● **Records contained in a dataset**:
=== Begin Enclosure ===
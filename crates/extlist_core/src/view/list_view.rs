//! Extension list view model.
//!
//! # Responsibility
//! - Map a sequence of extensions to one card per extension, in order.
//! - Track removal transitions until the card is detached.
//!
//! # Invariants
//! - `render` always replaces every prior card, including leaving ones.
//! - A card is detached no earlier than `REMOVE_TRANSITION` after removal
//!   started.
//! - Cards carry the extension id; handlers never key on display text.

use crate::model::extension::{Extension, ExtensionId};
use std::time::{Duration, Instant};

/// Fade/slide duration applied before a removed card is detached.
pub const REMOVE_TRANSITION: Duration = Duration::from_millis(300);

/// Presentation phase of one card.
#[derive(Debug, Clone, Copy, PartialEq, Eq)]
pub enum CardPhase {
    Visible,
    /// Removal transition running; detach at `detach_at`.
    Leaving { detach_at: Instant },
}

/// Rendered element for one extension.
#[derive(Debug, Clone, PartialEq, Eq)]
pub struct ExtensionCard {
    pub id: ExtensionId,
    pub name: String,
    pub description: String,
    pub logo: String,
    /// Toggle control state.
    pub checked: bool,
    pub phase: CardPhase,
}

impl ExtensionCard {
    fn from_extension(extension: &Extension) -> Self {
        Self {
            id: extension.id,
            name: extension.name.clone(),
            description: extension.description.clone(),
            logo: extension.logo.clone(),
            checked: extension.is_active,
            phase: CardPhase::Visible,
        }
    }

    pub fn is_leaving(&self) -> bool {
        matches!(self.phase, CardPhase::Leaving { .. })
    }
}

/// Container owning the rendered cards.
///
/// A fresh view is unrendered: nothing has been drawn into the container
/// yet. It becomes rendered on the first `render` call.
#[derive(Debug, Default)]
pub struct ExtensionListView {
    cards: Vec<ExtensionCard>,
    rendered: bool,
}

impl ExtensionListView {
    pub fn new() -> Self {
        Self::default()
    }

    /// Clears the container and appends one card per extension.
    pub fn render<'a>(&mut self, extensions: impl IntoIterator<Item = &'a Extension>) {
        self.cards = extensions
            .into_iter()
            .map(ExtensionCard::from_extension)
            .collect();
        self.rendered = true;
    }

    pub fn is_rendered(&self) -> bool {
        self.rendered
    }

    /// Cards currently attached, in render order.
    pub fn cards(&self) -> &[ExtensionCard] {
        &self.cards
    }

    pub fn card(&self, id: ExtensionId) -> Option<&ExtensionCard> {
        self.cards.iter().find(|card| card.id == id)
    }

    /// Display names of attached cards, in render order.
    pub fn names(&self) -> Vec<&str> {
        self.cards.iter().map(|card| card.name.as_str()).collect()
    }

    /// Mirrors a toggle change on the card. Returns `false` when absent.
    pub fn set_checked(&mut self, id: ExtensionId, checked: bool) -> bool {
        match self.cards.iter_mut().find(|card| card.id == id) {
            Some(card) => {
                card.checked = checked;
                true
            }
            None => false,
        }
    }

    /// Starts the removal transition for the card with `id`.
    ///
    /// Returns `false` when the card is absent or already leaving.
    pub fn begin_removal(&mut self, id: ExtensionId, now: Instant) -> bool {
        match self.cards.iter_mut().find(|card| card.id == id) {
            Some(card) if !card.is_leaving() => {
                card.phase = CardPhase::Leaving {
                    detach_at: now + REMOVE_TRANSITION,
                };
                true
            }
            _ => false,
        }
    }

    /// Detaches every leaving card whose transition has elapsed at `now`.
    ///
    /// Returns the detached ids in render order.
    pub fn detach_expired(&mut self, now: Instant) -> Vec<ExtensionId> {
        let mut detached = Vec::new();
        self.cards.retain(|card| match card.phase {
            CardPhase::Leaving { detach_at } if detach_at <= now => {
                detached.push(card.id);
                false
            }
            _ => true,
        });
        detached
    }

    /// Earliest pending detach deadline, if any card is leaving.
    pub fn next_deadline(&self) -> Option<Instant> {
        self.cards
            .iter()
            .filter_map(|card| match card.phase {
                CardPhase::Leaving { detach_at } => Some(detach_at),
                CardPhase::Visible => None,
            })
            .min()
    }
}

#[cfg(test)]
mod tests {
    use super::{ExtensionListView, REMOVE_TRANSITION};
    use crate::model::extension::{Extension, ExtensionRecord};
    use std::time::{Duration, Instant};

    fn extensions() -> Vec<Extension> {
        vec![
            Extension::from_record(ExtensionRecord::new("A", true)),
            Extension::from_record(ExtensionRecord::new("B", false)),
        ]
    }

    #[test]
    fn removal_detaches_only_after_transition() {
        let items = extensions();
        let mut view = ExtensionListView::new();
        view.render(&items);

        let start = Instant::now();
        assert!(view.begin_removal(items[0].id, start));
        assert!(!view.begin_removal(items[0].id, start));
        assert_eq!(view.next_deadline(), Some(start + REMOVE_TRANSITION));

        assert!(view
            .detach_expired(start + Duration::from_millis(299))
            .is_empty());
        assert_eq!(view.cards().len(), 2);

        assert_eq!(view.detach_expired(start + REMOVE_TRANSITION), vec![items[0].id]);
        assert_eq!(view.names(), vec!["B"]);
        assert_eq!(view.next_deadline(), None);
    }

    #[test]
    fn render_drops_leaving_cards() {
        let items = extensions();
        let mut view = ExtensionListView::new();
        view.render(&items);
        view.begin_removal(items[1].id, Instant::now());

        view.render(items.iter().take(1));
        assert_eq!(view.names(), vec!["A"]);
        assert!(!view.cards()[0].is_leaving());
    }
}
=== End Enclosure ===
Your output should be an exact copy of the lines from the one containing "view.render(items.iter().take(1));" through the last line of the data above.

● **Exercise output**:
        view.render(items.iter().take(1));
        assert_eq!(view.names(), vec!["A"]);
        assert!(!view.cards()[0].is_leaving());
    }
}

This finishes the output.